Data:
++++++++

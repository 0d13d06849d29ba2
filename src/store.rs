use chrono::{DateTime, Local, NaiveDate};
use serde::{Deserialize, Serialize};
use tracing::{debug, warn};

use crate::models::{NewTask, Task};

/// In-memory collection of tasks, kept in insertion order.
///
/// Every lifecycle transition goes through here, including the cross-task
/// rule that only one task may be running at a time.
#[derive(Serialize, Deserialize, Debug, Clone, PartialEq)]
pub struct TaskStore {
    #[serde(default = "first_id")]
    next_id: u64,
    #[serde(default)]
    tasks: Vec<Task>,
}

fn first_id() -> u64 {
    1
}

impl Default for TaskStore {
    fn default() -> Self {
        TaskStore::new()
    }
}

impl TaskStore {
    pub fn new() -> Self {
        TaskStore {
            next_id: first_id(),
            tasks: Vec::new(),
        }
    }

    pub fn tasks(&self) -> &[Task] {
        &self.tasks
    }

    pub(crate) fn tasks_mut(&mut self) -> &mut [Task] {
        &mut self.tasks
    }

    pub fn len(&self) -> usize {
        self.tasks.len()
    }

    pub fn is_empty(&self) -> bool {
        self.tasks.is_empty()
    }

    pub fn get(&self, id: u64) -> Option<&Task> {
        self.tasks.iter().find(|t| t.id == id)
    }

    fn get_mut(&mut self, id: u64) -> Option<&mut Task> {
        self.tasks.iter_mut().find(|t| t.id == id)
    }

    /// The running task, if any.
    pub fn running(&self) -> Option<&Task> {
        self.tasks.iter().find(|t| t.is_running)
    }

    /// Adds a task from user input.
    ///
    /// Returns `None` and leaves the store untouched when the input is invalid
    /// or no unused id is left.
    pub fn add(&mut self, input: NewTask) -> Option<u64> {
        if !input.is_valid() {
            debug!(title = %input.title, "rejected invalid task input");
            return None;
        }
        // Snapshots written by hand may carry ids past the counter.
        let max_existing = self.tasks.iter().map(|t| t.id).max().unwrap_or(0);
        let Some(id) = max_existing.checked_add(1).map(|floor| self.next_id.max(floor)) else {
            warn!("task ids exhausted; add rejected");
            return None;
        };
        self.next_id = id.saturating_add(1);
        let task = input.into_task(id);
        debug!(id, title = %task.title, "task added");
        self.tasks.push(task);
        Some(id)
    }

    /// Starts `id` from zero and pauses every other task.
    ///
    /// Completed tasks cannot be started. Returns whether the task started.
    pub fn start(&mut self, id: u64, now: DateTime<Local>) -> bool {
        match self.get(id) {
            Some(t) if !t.completed => {}
            _ => return false,
        }
        for task in self.tasks.iter_mut() {
            if task.id == id {
                task.is_running = true;
                task.start_time = Some(now);
                task.elapsed_time_seconds = 0;
                task.time_up_alerted = false;
            } else {
                task.is_running = false;
            }
        }
        debug!(id, "task started");
        true
    }

    /// Stops the clock but keeps elapsed time. No-op on a task that is not running.
    pub fn pause(&mut self, id: u64) -> bool {
        match self.get_mut(id) {
            Some(task) => {
                if task.is_running {
                    task.is_running = false;
                    debug!(id, elapsed = task.elapsed_time_seconds, "task paused");
                }
                true
            }
            None => false,
        }
    }

    /// Stops the clock and discards elapsed time.
    pub fn stop(&mut self, id: u64) -> bool {
        match self.get_mut(id) {
            Some(task) => {
                task.is_running = false;
                task.start_time = None;
                task.elapsed_time_seconds = 0;
                debug!(id, "task stopped");
                true
            }
            None => false,
        }
    }

    /// Flips the completed flag and returns the new value.
    ///
    /// Completing a task halts it; completing a recurring task stamps `today`.
    /// Un-completing leaves every other field as it was.
    pub fn toggle_complete(&mut self, id: u64, today: NaiveDate) -> Option<bool> {
        let task = self.get_mut(id)?;
        task.completed = !task.completed;
        if task.completed {
            task.is_running = false;
            if task.is_recurring {
                task.last_completed_date = Some(today);
            }
        }
        debug!(id, completed = task.completed, "task completion toggled");
        Some(task.completed)
    }

    /// Removes a task permanently, together with its alert marker.
    pub fn delete(&mut self, id: u64) -> bool {
        let len_before = self.tasks.len();
        self.tasks.retain(|t| t.id != id);
        let removed = self.tasks.len() != len_before;
        if removed {
            debug!(id, "task deleted");
        }
        removed
    }
}

#[cfg(test)]
mod tests {
    use super::*;
    use chrono::{Duration, TimeZone};

    fn at(h: u32, m: u32, s: u32) -> DateTime<Local> {
        Local.with_ymd_and_hms(2024, 6, 3, h, m, s).unwrap()
    }

    fn store_with(titles: &[&str]) -> (TaskStore, Vec<u64>) {
        let mut store = TaskStore::new();
        let ids = titles
            .iter()
            .map(|t| store.add(NewTask::titled(*t)).unwrap())
            .collect();
        (store, ids)
    }

    #[test]
    fn add_rejects_blank_title_without_side_effects() {
        let mut store = TaskStore::new();
        assert_eq!(store.add(NewTask::titled("  \t ")), None);
        assert!(store.is_empty());
        assert_eq!(store.add(NewTask::titled("Dishes")), Some(1));
    }

    #[test]
    fn default_store_starts_ids_at_one() {
        let mut store = TaskStore::default();
        assert_eq!(store, TaskStore::new());
        assert_eq!(store.add(NewTask::titled("a")), Some(1));
    }

    #[test]
    fn add_at_top_of_id_space_is_rejected() {
        let (mut store, ids) = store_with(&["a"]);
        store.tasks_mut()[0].id = u64::MAX;
        assert_eq!(store.add(NewTask::titled("b")), None);
        assert_eq!(store.len(), 1);
        assert_eq!(store.get(u64::MAX).map(|t| t.title.as_str()), Some("a"));
        assert!(store.get(ids[0]).is_none());
    }

    #[test]
    fn ids_are_not_reused_after_delete() {
        let (mut store, ids) = store_with(&["a", "b"]);
        assert!(store.delete(ids[1]));
        let next = store.add(NewTask::titled("c")).unwrap();
        assert_eq!(next, 3);
    }

    #[test]
    fn start_pauses_all_others_without_touching_their_elapsed() {
        let (mut store, ids) = store_with(&["a", "b"]);
        store.start(ids[0], at(9, 0, 0));
        store.tasks_mut()[0].elapsed_time_seconds = 42;
        store.start(ids[1], at(9, 1, 0));

        let a = store.get(ids[0]).unwrap();
        assert!(!a.is_running);
        assert_eq!(a.elapsed_time_seconds, 42);
        assert_eq!(store.running().map(|t| t.id), Some(ids[1]));
    }

    #[test]
    fn restart_resets_elapsed_and_alert_marker() {
        let (mut store, ids) = store_with(&["a"]);
        store.start(ids[0], at(9, 0, 0));
        {
            let t = &mut store.tasks_mut()[0];
            t.elapsed_time_seconds = 900;
            t.time_up_alerted = true;
        }
        store.start(ids[0], at(10, 0, 0));
        let t = store.get(ids[0]).unwrap();
        assert_eq!(t.elapsed_time_seconds, 0);
        assert!(!t.time_up_alerted);
        assert_eq!(t.start_time, Some(at(10, 0, 0)));
    }

    #[test]
    fn pause_twice_changes_nothing() {
        let (mut store, ids) = store_with(&["a"]);
        store.start(ids[0], at(9, 0, 0));
        store.tasks_mut()[0].elapsed_time_seconds = 30;
        store.pause(ids[0]);
        let once = store.clone();
        store.pause(ids[0]);
        assert_eq!(store, once);
        assert!(store.get(ids[0]).unwrap().is_paused());
    }

    #[test]
    fn stop_always_resets_clock() {
        let (mut store, ids) = store_with(&["a"]);
        store.start(ids[0], at(9, 0, 0));
        store.tasks_mut()[0].elapsed_time_seconds = 75;
        assert!(store.stop(ids[0]));
        let t = store.get(ids[0]).unwrap();
        assert!(!t.is_running);
        assert_eq!(t.start_time, None);
        assert_eq!(t.elapsed_time_seconds, 0);
    }

    #[test]
    fn completing_a_running_task_halts_it() {
        let (mut store, ids) = store_with(&["a"]);
        store.start(ids[0], at(9, 0, 0));
        let today = at(9, 0, 0).date_naive();
        assert_eq!(store.toggle_complete(ids[0], today), Some(true));
        assert!(store.running().is_none());
        assert!(!store.start(ids[0], at(9, 5, 0)));
        assert!(store.running().is_none());
    }

    #[test]
    fn toggle_stamps_recurring_and_uncomplete_keeps_stamp() {
        let mut store = TaskStore::new();
        let id = store
            .add(NewTask {
                is_recurring: true,
                ..NewTask::titled("Water plants")
            })
            .unwrap();
        let today = at(9, 0, 0).date_naive();
        store.toggle_complete(id, today);
        assert_eq!(store.get(id).unwrap().last_completed_date, Some(today));
        store.toggle_complete(id, today + Duration::days(1));
        let t = store.get(id).unwrap();
        assert!(!t.completed);
        assert_eq!(t.last_completed_date, Some(today));
    }

    #[test]
    fn non_recurring_completion_leaves_date_unset() {
        let (mut store, ids) = store_with(&["a"]);
        store.toggle_complete(ids[0], at(9, 0, 0).date_naive());
        assert_eq!(store.get(ids[0]).unwrap().last_completed_date, None);
    }

    #[test]
    fn unknown_ids_are_reported() {
        let mut store = TaskStore::new();
        assert!(!store.start(9, at(9, 0, 0)));
        assert!(!store.pause(9));
        assert!(!store.stop(9));
        assert!(!store.delete(9));
        assert_eq!(store.toggle_complete(9, at(9, 0, 0).date_naive()), None);
    }
}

++++++++

Repeat the material exactly. Begin with its first line and end with the line that has "#[serde(default)]".

repository 0d13d06849d29ba2
filename src/store.rs
use chrono::{DateTime, Local, NaiveDate};
use serde::{Deserialize, Serialize};
use tracing::{debug, warn};

use crate::models::{NewTask, Task};

/// In-memory collection of tasks, kept in insertion order.
///
/// Every lifecycle transition goes through here, including the cross-task
/// rule that only one task may be running at a time.
#[derive(Serialize, Deserialize, Debug, Clone, PartialEq)]
pub struct TaskStore {
    #[serde(default = "first_id")]
    next_id: u64,
    #[serde(default)]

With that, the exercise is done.